ECS 120 - Spring 2007 - List of Lecture Topics

Lecture Topic
Week 0 Lect 01 - W 3/28 Introduction. Three sample problems and their relative complexities. Basic definitions. Alphabet, strings.
Lect xx - F 3/30 Holiday, no class. But a film, optional, The Fight in the Fields, was shown instead, in honor of Cesar Chavez's birthday.
Week 1 Lect 02 - M 4/02 Finish definitions for languages and strings. Basic operations: concatenation, star, union, intersection. First examples of DFAs.
Lect 03 - W 4/04 More examples of DFAs. Formal definition of a DFA. Definition of the language accepted by a DFA.
Lect 04 - F 4/06 NFAs (orange DFAs). Formal definitions. The DFA-acceptable languages are closed under complement.
Week 2 Lect 05 - M 4/09 Quiz 1. Bhume lectures. NFAs accept exactly the DFA-acceptable languages: the subset construction.
Lect 06 - W 4/11 Eliminating \e-transitions. Formal definition for an NFA accepting a string. Some properties. The product construction.
Lect 07 - F 4/13 Closure properties, continued: Kleene-closure, concatenation, reversal. Regular languages.
Week 3 Lect 08 - M 4/16 Regular expressions and their semantics. Regular languages are exactly the DFA/NFA acceptable languages (a conversion procedure).
Lect 09 - W 4/18 Proving languages are not regular: pigeonhole arguments. Proving minimality of a DFA.
Lect 10 - F 4/20 The pumping lemma for regular languages: proof and applications. Closure properties for proving language not regular.
Week 4 Lect 11 - M 4/23 Quiz 2. Example for why converse of PL is false. Decision procedures for regular languages.
Lect 12 - W 4/25 Review of lectures 1-11 (because of poor Quiz 2 results). Additional regular-language decision procedures.
Lect 13 - F 4/27 Dog day. A last decision procedure. Vocabulary and examples for Context Free Languages.
Week 5 Lect 14 - M 4/30 Formal definitions for CFLs, their languages, and ambiguity. More practice. Regular languages are CF.
Lect 15 - W 5/02 Review of CFLs and ambiguity. PDAs and their formalization. Examples.
Lect xx - R 5/03 Midterm review, 1344 Storer, 6-8 pm.

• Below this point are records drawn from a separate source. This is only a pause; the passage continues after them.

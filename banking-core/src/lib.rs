//! # Banking Core Library
//!
//! The logic behind the Synnax banking client, independent of any front-end.
//!
//! ## Modules
//! - `balance`: Fail-closed reading of the stable and yield-bearing token balances.
//! - `deposit`: The approve-then-supply state machine against the lending pool.
//! - `allocation`: Strategy selection, the 100% gate, normalization and rebalance drift.
//! - `session`: The demo/live flag and its confirmation guard.
//! - `catalog`: Static strategies and risk profiles.
//! - `account`: Figures shown on the account screens, per session mode.
//! - `copy_trading`: Trader catalog and copy tickets.
//! - `config`: Layered configuration (defaults, file, environment).
//! - `args`: Command-line arguments shared by binaries.
//! - `fs`: Data directory layout and atomic JSON persistence.

pub mod account;
pub mod allocation;
pub mod args;
pub mod balance;
pub mod catalog;
pub mod config;
pub mod copy_trading;
pub mod deposit;
pub mod fs;
pub mod session;
pub mod units;

#[cfg(any(test, feature = "test-utils"))]
pub mod testing;
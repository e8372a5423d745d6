use crate::error::ChainError;
use crate::model::chain::NetworkParams;
use alloy_primitives::Address;
use async_trait::async_trait;
use std::sync::Arc;

/// Authentication and account capability provided by the wallet.
#[async_trait]
pub trait Wallet: Send + Sync {
    /// The provider finished initialising.
    fn is_ready(&self) -> bool;

    fn is_authenticated(&self) -> bool;

    /// Connected account, if any.
    fn address(&self) -> Option<Address>;

    async fn login(&self) -> Result<Address, ChainError>;

    async fn logout(&self) -> Result<(), ChainError>;

    /// Asks the wallet to switch to `network`.
    ///
    /// Returns `ChainError::UnrecognizedChain` when the wallet does not know it.
    async fn switch_network(&self, network: &NetworkParams) -> Result<(), ChainError>;

    /// Asks the wallet to register `network`.
    async fn add_network(&self, network: &NetworkParams) -> Result<(), ChainError>;
}

#[async_trait]
impl<T: Wallet + ?Sized> Wallet for Arc<T> {
    fn is_ready(&self) -> bool {
        (**self).is_ready()
    }

    fn is_authenticated(&self) -> bool {
        (**self).is_authenticated()
    }

    fn address(&self) -> Option<Address> {
        (**self).address()
    }

    async fn login(&self) -> Result<Address, ChainError> {
        (**self).login().await
    }

    async fn logout(&self) -> Result<(), ChainError> {
        (**self).logout().await
    }

    async fn switch_network(&self, network: &NetworkParams) -> Result<(), ChainError> {
        (**self).switch_network(network).await
    }

    async fn add_network(&self, network: &NetworkParams) -> Result<(), ChainError> {
        (**self).add_network(network).await
    }
}
pub mod chain;
pub mod confirm;
pub mod mode_store;
pub mod wallet;
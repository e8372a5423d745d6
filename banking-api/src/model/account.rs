use serde::{Deserialize, Serialize};

/// Display values of the two on-chain balances.
#[derive(Debug, Clone, Copy, PartialEq, Serialize, Deserialize)]
pub struct LiveBalances {
    /// Stable asset (USDC) held in the wallet.
    pub stable: f64,
    /// Yield-bearing receipt token (aUSDC) held in the wallet.
    pub yield_bearing: f64,
}

impl LiveBalances {
    pub fn new(stable: f64, yield_bearing: f64) -> Self {
        Self {
            stable,
            yield_bearing,
        }
    }

    pub fn total(&self) -> f64 {
        self.stable + self.yield_bearing
    }
}

/// Outcome of the last balance fetch.
///
/// There is no "stale" variant: a failed fetch drops whatever was shown before.
#[derive(Debug, Clone, PartialEq, Default)]
pub enum BalanceState {
    /// Nothing fetched yet.
    #[default]
    Idle,
    /// A fetch is outstanding.
    Loading,
    Ready(LiveBalances),
    Failed(String),
}

impl BalanceState {
    pub fn balances(&self) -> Option<&LiveBalances> {
        match self {
            BalanceState::Ready(b) => Some(b),
            _ => None,
        }
    }

    pub fn error(&self) -> Option<&str> {
        match self {
            BalanceState::Failed(msg) => Some(msg),
            _ => None,
        }
    }
}
//! # Banking API
//!
//! Shared vocabulary for the Synnax banking client.
//!
//! ## Modules
//! - `model`: Strategies, portfolios, balances, session mode, traders and deposit states.
//! - `traits`: Capabilities the core consumes (chain reads/writes, wallet, confirmation, mode storage).
//! - `error`: The user-facing error kinds and the chain adapter error.

pub mod error;
pub mod model;
pub mod traits;

pub use error::{BankingError, ChainError, Result};
pub use model::account::{BalanceState, LiveBalances};
pub use model::chain::{GasSettings, NativeCurrency, NetworkParams, SupplyCall, TxReceipt};
pub use model::deposit::{DepositReceipt, DepositState};
pub use model::portfolio::{Portfolio, PortfolioEntry};
pub use model::session::SessionMode;
pub use model::strategy::{BankingType, RiskTier, Strategy, StrategyId};
pub use model::trader::{MonthlyPnl, Trader};
pub use traits::chain::{ChainReader, ChainWriter};
pub use traits::confirm::Confirmer;
pub use traits::mode_store::ModeStore;
pub use traits::wallet::Wallet;

pub use alloy_primitives::{Address, TxHash, U256};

Lect 16 - F 5/04 Midterm! Midterm! Midterm! Midterm! Midterm! Midterm! Midterm! Midterm! Midterm!
Week 6 Lect 17 - M 5/07 L is context-free implies L has a PDA. Chomsky Normal Form conversions. Return the midterm.
Lect 18 - W 5/09 A pumping lemma for CFLs. CFLs are not closed under complement or interseection.
Lect 19 - F 5/11 Cat Day. CFLs are closed under intersection with regular languages. CFL decision procedures. Turing machines.
Week 7 Lect 20 - M 5/14 Formal definitions and for recursive (decidable) r.e. (Turing-acceptable) languages. An example TM.
Lect 21 - W 5/16 Review. Alternative TM models: multi-track, multi-head, multi-tape TMs; RAMs; unrestricted grammars.
Lect 22 - F 5/18 Unrestricted grammars, cont. Nondeterministic TMs. The Church-Turing Thesis. Arguments for and against (incomplete).
Week 8 Lect 23 - M 5/21 Quiz 3. Arguments for and against the CT thesis. Four-possiblities theorem. Classification.
Lect 24 - W 5/23 The undecidability of A_TM. Turing-computable functions. Definition of many-one reductions. Example reductions..
Lect 25 - F 5/25 Reduction-day: example reductions, for the entire lecture. Most interesting was ALLCFG (p. 197 of book, but slightly simpler).
Week 9 Lect xx - M 5/28 Memorial Day - no class
Lect 26 - W 5/30 The prevalence of undecidability in computing. The complexity class P.
Lect 27 - F 6/01 The complexity class NP and example languages EULARIAN, SAT, 3SAT, CLIQUE, and NFAEQ
Week 10 Lect 28 - M 6/04 NP-Completeness. A sample reduction.
Lect 29 - W 6/06 More reductions (a HW problems and G3C). Proof of the Cook-Levin Theorem.
Lect 30 - F 6/08 Alright, who stole Lect 30? There are supposed to be 30 lectures in a term. You should feel cheated.
Week 11 Lect xx - R 6/14 Final - 8 am to 10 am in 119 Wellman - Good luck!